And on with the layouts! Ballyconnell Road is unusual – 3mm/ft scale is unusual in itself, but this layout is 15.75mm gauge, representing the Irish 5′ 3″ lines.   I also really like the circular layout plan.

And another road – Dunkow in ‘N’.

The next layout, Porth Nefyn (O with narrow gauge) must have been a late substitute, as it doesn’t appear in the show guide (I have some sympathy with the writers.)  That’s a shame; set on the Cambrian, somewhere in Wales, it was one of the nicest layouts on display.
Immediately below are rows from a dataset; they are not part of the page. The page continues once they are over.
//! Delivery routing: dispatches a `Delivery` to the processor registered for its route.

use std::sync::Arc;
use std::task::{Context, Poll};

use dashmap::DashMap;
use mediator_core::{deliver, Processor};
use tower::Service;

use super::delivery::{Delivery, DispatchError, DispatchFuture};

// ---------------------------------------------------------------------------
// ExchangeRouter
// ---------------------------------------------------------------------------

/// Routes deliveries to processors by `route_id`.
///
/// Routes are plain processors: a load-balanced group, a saga-bound
/// processor or a single endpoint. Clones share the route table, so routes
/// added after the pipeline is built are visible to it.
#[derive(Clone, Default)]
pub struct ExchangeRouter {
    routes: Arc<DashMap<String, Arc<dyn Processor>>>,
}

impl ExchangeRouter {
    /// Create a new empty router.
    #[must_use]
    pub fn new() -> Self {
        Self::default()
    }

    /// Register (or replace) the processor for `route_id`.
    pub fn register(&self, route_id: impl Into<String>, processor: Arc<dyn Processor>) {
        self.routes.insert(route_id.into(), processor);
    }

    /// Remove a route, returning its processor.
    pub fn remove(&self, route_id: &str) -> Option<Arc<dyn Processor>> {
        self.routes.remove(route_id).map(|(_, processor)| processor)
    }

    #[must_use]
    pub fn contains(&self, route_id: &str) -> bool {
        self.routes.contains_key(route_id)
    }

    #[must_use]
    pub fn route_ids(&self) -> Vec<String> {
        self.routes.iter().map(|entry| entry.key().clone()).collect()
    }
}

impl Service<Delivery> for ExchangeRouter {
    type Response = mediator_core::Exchange;
    type Error = DispatchError;
    type Future = DispatchFuture;

    fn poll_ready(&mut self, _cx: &mut Context<'_>) -> Poll<Result<(), Self::Error>> {
        Poll::Ready(Ok(()))
    }

    fn call(&mut self, delivery: Delivery) -> Self::Future {
        let route = self
            .routes
            .get(&delivery.route_id)
            .map(|entry| Arc::clone(entry.value()));
        Box::pin(async move {
            let Delivery {
                route_id,
                mut exchange,
                ..
            } = delivery;
            let Some(processor) = route else {
                return Err(DispatchError::UnknownRoute { route_id });
            };
            match deliver(processor.as_ref(), &mut exchange).await {
                Ok(()) => Ok(exchange),
                Err(error) => Err(DispatchError::Failed {
                    route_id,
                    error,
                    exchange: Box::new(exchange),
                }),
            }
        })
    }
}

// ---------------------------------------------------------------------------
// Tests
// ---------------------------------------------------------------------------
//! Pipeline composition: combines all middleware layers into a single service stack.

use tower::ServiceBuilder;

use super::load_shed::{LoadShedLayer, LoadShedService};
use super::metrics::{MetricsLayer, MetricsService};
use super::timeout::{TimeoutLayer, TimeoutService};
use crate::config::DispatchConfig;
use crate::dispatch::router::ExchangeRouter;

/// The fully layered dispatch service. Cheap to clone; clones share the
/// route table and the concurrency limit.
pub type DispatchPipeline = LoadShedService<TimeoutService<MetricsService<ExchangeRouter>>>;

/// Build the dispatch pipeline by wrapping the `ExchangeRouter` with middleware layers.
///
/// Layer order (outermost to innermost):
/// 1. `LoadShedLayer` -- reject when overloaded (fail fast before doing any work)
/// 2. `TimeoutLayer` -- enforce per-delivery timeouts
/// 3. `MetricsLayer` -- record timing and outcome (closest to the actual route)
#[must_use]
pub fn build_dispatch_pipeline(router: ExchangeRouter, config: &DispatchConfig) -> DispatchPipeline {
    ServiceBuilder::new()
        .layer(LoadShedLayer::new(config.max_concurrent_deliveries))
        .layer(TimeoutLayer::new(config.default_timeout()))
        .layer(MetricsLayer)
        .service(router)
}

// ---------------------------------------------------------------------------
// Tests
// ---------------------------------------------------------------------------

#[cfg(test)]
mod tests {
    use std::sync::Arc;
    use std::time::Duration;

    use async_trait::async_trait;
    use mediator_core::{Exchange, ExchangeError, MockEndpoint, Processor};
    use tower::{Service, ServiceExt};

    use super::*;
    use crate::dispatch::delivery::{Delivery, DispatchError};

    struct Stalled;

    #[async_trait]
    impl Processor for Stalled {
        async fn process(&self, _exchange: &mut Exchange) -> Result<(), ExchangeError> {
            tokio::time::sleep(Duration::from_secs(3600)).await;
            Ok(())
        }
    }

    #[tokio::test]
    async fn pipeline_routes_through_all_layers() {
        let router = ExchangeRouter::new();
        let endpoint = Arc::new(MockEndpoint::new("mock:orders"));
        router.register("orders", endpoint.clone());

        let svc = build_dispatch_pipeline(router, &DispatchConfig::default());
        svc.oneshot(Delivery::new("orders", Exchange::new())).await.unwrap();
        assert_eq!(endpoint.received_count(), 1);
    }

    #[tokio::test]
    async fn pipeline_reports_unknown_route() {
        let svc = build_dispatch_pipeline(ExchangeRouter::new(), &DispatchConfig::default());
        let err = svc
            .oneshot(Delivery::new("missing", Exchange::new()))
            .await
            .unwrap_err();
        assert!(matches!(err, DispatchError::UnknownRoute { .. }));
    }

    #[tokio::test(start_paused = true)]
    async fn pipeline_times_out_stalled_routes() {
        let router = ExchangeRouter::new();
        router.register("stalled", Arc::new(Stalled));
        let config = DispatchConfig {
            default_timeout_ms: 100,
            ..DispatchConfig::default()
        };

        let svc = build_dispatch_pipeline(router, &config);
        let err = svc
            .oneshot(Delivery::new("stalled", Exchange::new()))
            .await
            .unwrap_err();
        assert!(matches!(err, DispatchError::Timeout { timeout_ms: 100 }));
    }

    #[tokio::test]
    async fn pipeline_sheds_over_limit() {
        let router = ExchangeRouter::new();
        router.register("stalled", Arc::new(Stalled));
        let config = DispatchConfig {
            max_concurrent_deliveries: 1,
            ..DispatchConfig::default()
        };

        let mut svc = build_dispatch_pipeline(router, &config);
        let _held = svc.call(Delivery::new("stalled", Exchange::new()));
        let err = svc
            .call(Delivery::new("stalled", Exchange::new()))
            .await
            .unwrap_err();
        assert!(matches!(err, DispatchError::Overloaded));
    }
}
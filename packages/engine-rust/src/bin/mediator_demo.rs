//! Runs a failover route and a two-step saga against in-memory endpoints.
//!
//! ```text
//! RUST_LOG=debug cargo run --bin mediator-demo -- --json-logs
//! ```

use std::path::PathBuf;
use std::sync::Arc;
use std::time::Duration;

use clap::Parser;
use mediator_core::expression::header;
use mediator_core::{Exchange, ExchangeError, MockEndpoint, MockJournal};
use mediator_engine::dispatch::LoggingListener;
use mediator_engine::{
    Delivery, DispatchError, EngineConfig, LoadBalancerDefinition, MediationEngine, SagaStep,
};
use tracing::{info, warn};
use tracing_subscriber::EnvFilter;

#[derive(Debug, Parser)]
#[command(name = "mediator-demo", about = "Saga and load-balancing walkthrough")]
struct Args {
    /// JSON engine configuration; defaults apply when omitted.
    #[arg(long, env = "MEDIATOR_CONFIG")]
    config: Option<PathBuf>,

    /// Emit logs as JSON lines.
    #[arg(long, env = "MEDIATOR_JSON_LOGS")]
    json_logs: bool,

    /// Default log level when `RUST_LOG` is unset.
    #[arg(long, default_value = "info")]
    log_level: String,
}

fn init_tracing(args: &Args) {
    let filter = EnvFilter::try_from_default_env().unwrap_or_else(|_| EnvFilter::new(&args.log_level));
    let builder = tracing_subscriber::fmt().with_env_filter(filter).with_target(true);
    if args.json_logs {
        builder.json().init();
    } else {
        builder.init();
    }
}

#[tokio::main]
async fn main() -> anyhow::Result<()> {
    let args = Args::parse();
    init_tracing(&args);

    let mut config = match &args.config {
        Some(path) => EngineConfig::load(path)?,
        None => EngineConfig::default(),
    };
    if config.node_id.is_empty() {
        config.node_id = "demo".to_string();
    }
    // Keep the walkthrough short when no file overrides the retry delay.
    if args.config.is_none() {
        config.saga.retry_delay_ms = 100;
    }

    let engine = MediationEngine::new(config);
    let journal = MockJournal::default();

    // Failover: the primary refuses connections, the backup answers.
    let primary = Arc::new(
        MockEndpoint::with_journal("mock:inventory-primary", journal.clone())
            .always_failing(ExchangeError::connect("connection refused")),
    );
    let backup = Arc::new(MockEndpoint::with_journal("mock:inventory-backup", journal.clone()));
    engine.register_endpoint(primary);
    engine.register_endpoint(backup);
    let targets = ["mock:inventory-primary", "mock:inventory-backup"]
        .iter()
        .filter_map(|uri| engine.endpoint_processor(uri))
        .collect();
    let definition: LoadBalancerDefinition =
        serde_json::from_str(r#"{"type":"failover","exceptions":["connect"],"maximum_failover_attempts":1}"#)?;
    let inventory = engine.build_balancer(&definition, targets)?;
    engine.add_route("inventory", Arc::new(inventory));

    // Saga: reserve a flight, then a hotel, then charge a card that declines.
    let cancel_flight = Arc::new(MockEndpoint::with_journal("mock:cancel-flight", journal.clone()));
    let cancel_hotel = Arc::new(MockEndpoint::with_journal("mock:cancel-hotel", journal.clone()));
    let payment = Arc::new(
        MockEndpoint::with_journal("mock:payment", journal.clone())
            .always_failing(ExchangeError::rejected("card declined")),
    );
    let hotel = engine.saga_processor(payment).with_step(
        SagaStep::builder()
            .compensation(cancel_hotel)
            .option("booking", header("booking"))
            .timeout(Duration::from_secs(30))
            .build(),
    );
    let flight = engine.saga_processor(Arc::new(hotel)).with_step(
        SagaStep::builder()
            .compensation(cancel_flight)
            .option("booking", header("booking"))
            .build(),
    );
    engine.add_route("trip", Arc::new(flight));

    let source = engine.start(Arc::new(LoggingListener)).await?;

    let reply = source
        .request(Delivery::new("inventory", Exchange::with_body("sku-42")))
        .await?;
    info!(exchange_id = reply.id(), "inventory answered by backup");

    let trip = Exchange::with_body("lisbon").header_with("booking", "b-1001");
    match source.request(Delivery::new("trip", trip)).await {
        Ok(_) => warn!("trip unexpectedly succeeded"),
        Err(DispatchError::Failed { error, exchange, .. }) => {
            info!(saga_id = ?exchange.saga_id(), error = %error, "trip failed and was compensated");
        }
        Err(other) => return Err(other.into()),
    }

    engine.stop().await?;
    info!(deliveries = ?*journal.lock(), "delivery order");
    Ok(())
}
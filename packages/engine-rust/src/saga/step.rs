use std::collections::BTreeMap;
use std::fmt;
use std::sync::Arc;
use std::time::Duration;

use mediator_core::{Endpoint, Expression};

/// Immutable description of one saga step.
///
/// A step names the endpoint that undoes it (compensation), the endpoint
/// that confirms it (completion), options whose values are captured when the
/// step begins and replayed as headers at finalization, and an optional
/// timeout after which a still-running saga is compensated.
#[derive(Clone, Default)]
pub struct SagaStep {
    compensation: Option<Arc<dyn Endpoint>>,
    completion: Option<Arc<dyn Endpoint>>,
    options: BTreeMap<String, Arc<dyn Expression>>,
    timeout: Option<Duration>,
}

impl SagaStep {
    #[must_use]
    pub fn builder() -> SagaStepBuilder {
        SagaStepBuilder::default()
    }

    #[must_use]
    pub fn compensation(&self) -> Option<&Arc<dyn Endpoint>> {
        self.compensation.as_ref()
    }

    #[must_use]
    pub fn completion(&self) -> Option<&Arc<dyn Endpoint>> {
        self.completion.as_ref()
    }

    #[must_use]
    pub fn options(&self) -> &BTreeMap<String, Arc<dyn Expression>> {
        &self.options
    }

    #[must_use]
    pub fn timeout(&self) -> Option<Duration> {
        self.timeout
    }

    /// `true` when the step declares no endpoints, no options and no timeout.
    #[must_use]
    pub fn is_empty(&self) -> bool {
        self.compensation.is_none()
            && self.completion.is_none()
            && self.options.is_empty()
            && self.timeout.is_none()
    }
}

impl fmt::Debug for SagaStep {
    fn fmt(&self, f: &mut fmt::Formatter<'_>) -> fmt::Result {
        f.debug_struct("SagaStep")
            .field("compensation", &self.compensation.as_ref().map(|e| e.uri()))
            .field("completion", &self.completion.as_ref().map(|e| e.uri()))
            .field("options", &self.options.keys().collect::<Vec<_>>())
            .field("timeout", &self.timeout)
            .finish()
    }
}

/// Builder for [`SagaStep`]; consumed by [`SagaStepBuilder::build`].
#[derive(Default)]
pub struct SagaStepBuilder {
    step: SagaStep,
}

impl SagaStepBuilder {
    #[must_use]
    pub fn compensation(mut self, endpoint: Arc<dyn Endpoint>) -> Self {
        self.step.compensation = Some(endpoint);
        self
    }

    #[must_use]
    pub fn completion(mut self, endpoint: Arc<dyn Endpoint>) -> Self {
        self.step.completion = Some(endpoint);
        self
    }

    /// Adds an option captured from the exchange when the step begins.
    #[must_use]
    pub fn option(mut self, name: impl Into<String>, expression: Arc<dyn Expression>) -> Self {
        self.step.options.insert(name.into(), expression);
        self
    }

    #[must_use]
    pub fn timeout(mut self, timeout: Duration) -> Self {
        self.step.timeout = Some(timeout);
        self
    }

    #[must_use]
    pub fn build(self) -> SagaStep {
        self.step
    }
}

#[cfg(test)]
mod tests {
    use mediator_core::{expression, MockEndpoint};

    use super::*;

    #[test]
    fn default_step_is_empty() {
        assert!(SagaStep::default().is_empty());
        assert!(SagaStep::builder().build().is_empty());
    }

    #[test]
    fn any_declaration_makes_step_non_empty() {
        let endpoint: Arc<dyn Endpoint> = Arc::new(MockEndpoint::new("mock:undo"));
        assert!(!SagaStep::builder().compensation(endpoint.clone()).build().is_empty());
        assert!(!SagaStep::builder().completion(endpoint).build().is_empty());
        assert!(!SagaStep::builder()
            .option("id", expression::header("id"))
            .build()
            .is_empty());
        assert!(!SagaStep::builder()
            .timeout(Duration::from_secs(1))
            .build()
            .is_empty());
    }

    #[test]
    fn debug_lists_endpoint_uris() {
        let step = SagaStep::builder()
            .compensation(Arc::new(MockEndpoint::new("mock:undo")))
            .build();
        let rendered = format!("{step:?}");
        assert!(rendered.contains("mock:undo"));
    }
}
And I loved that rake of old horse boxes.


A gauge ‘O’ model of Harpenden East…

And gauge ‘1’ steam at rest….

More ‘O’ gauge Southern Railway at North Foreland…

Arigna (OOn3) has developed a lot more vegetation since I last saw it.  It’s a delightful creation of a bucolic byway.


Lymebrook Yard (N) shows what a convincing little layout can be made on the classic baseboard – 4′ x 2’…

More Southern Region with Thornbury Hill, set somewhere in the inner suburbs on the London Victoria – Brighton main line.  And yes, the 4-DD unit never made it to this line, but orbited around the Dartford Loop.  But it’s MY railway…..


And last for today, the delightful ‘Habbaniya, Iraq, 1941.  This diorama does have moving trains and vehicles, but it is full of interesting techniques that could be applied to railway models.  Not least, the forced perspective, with 1/32 at the front and 1/700 at the back.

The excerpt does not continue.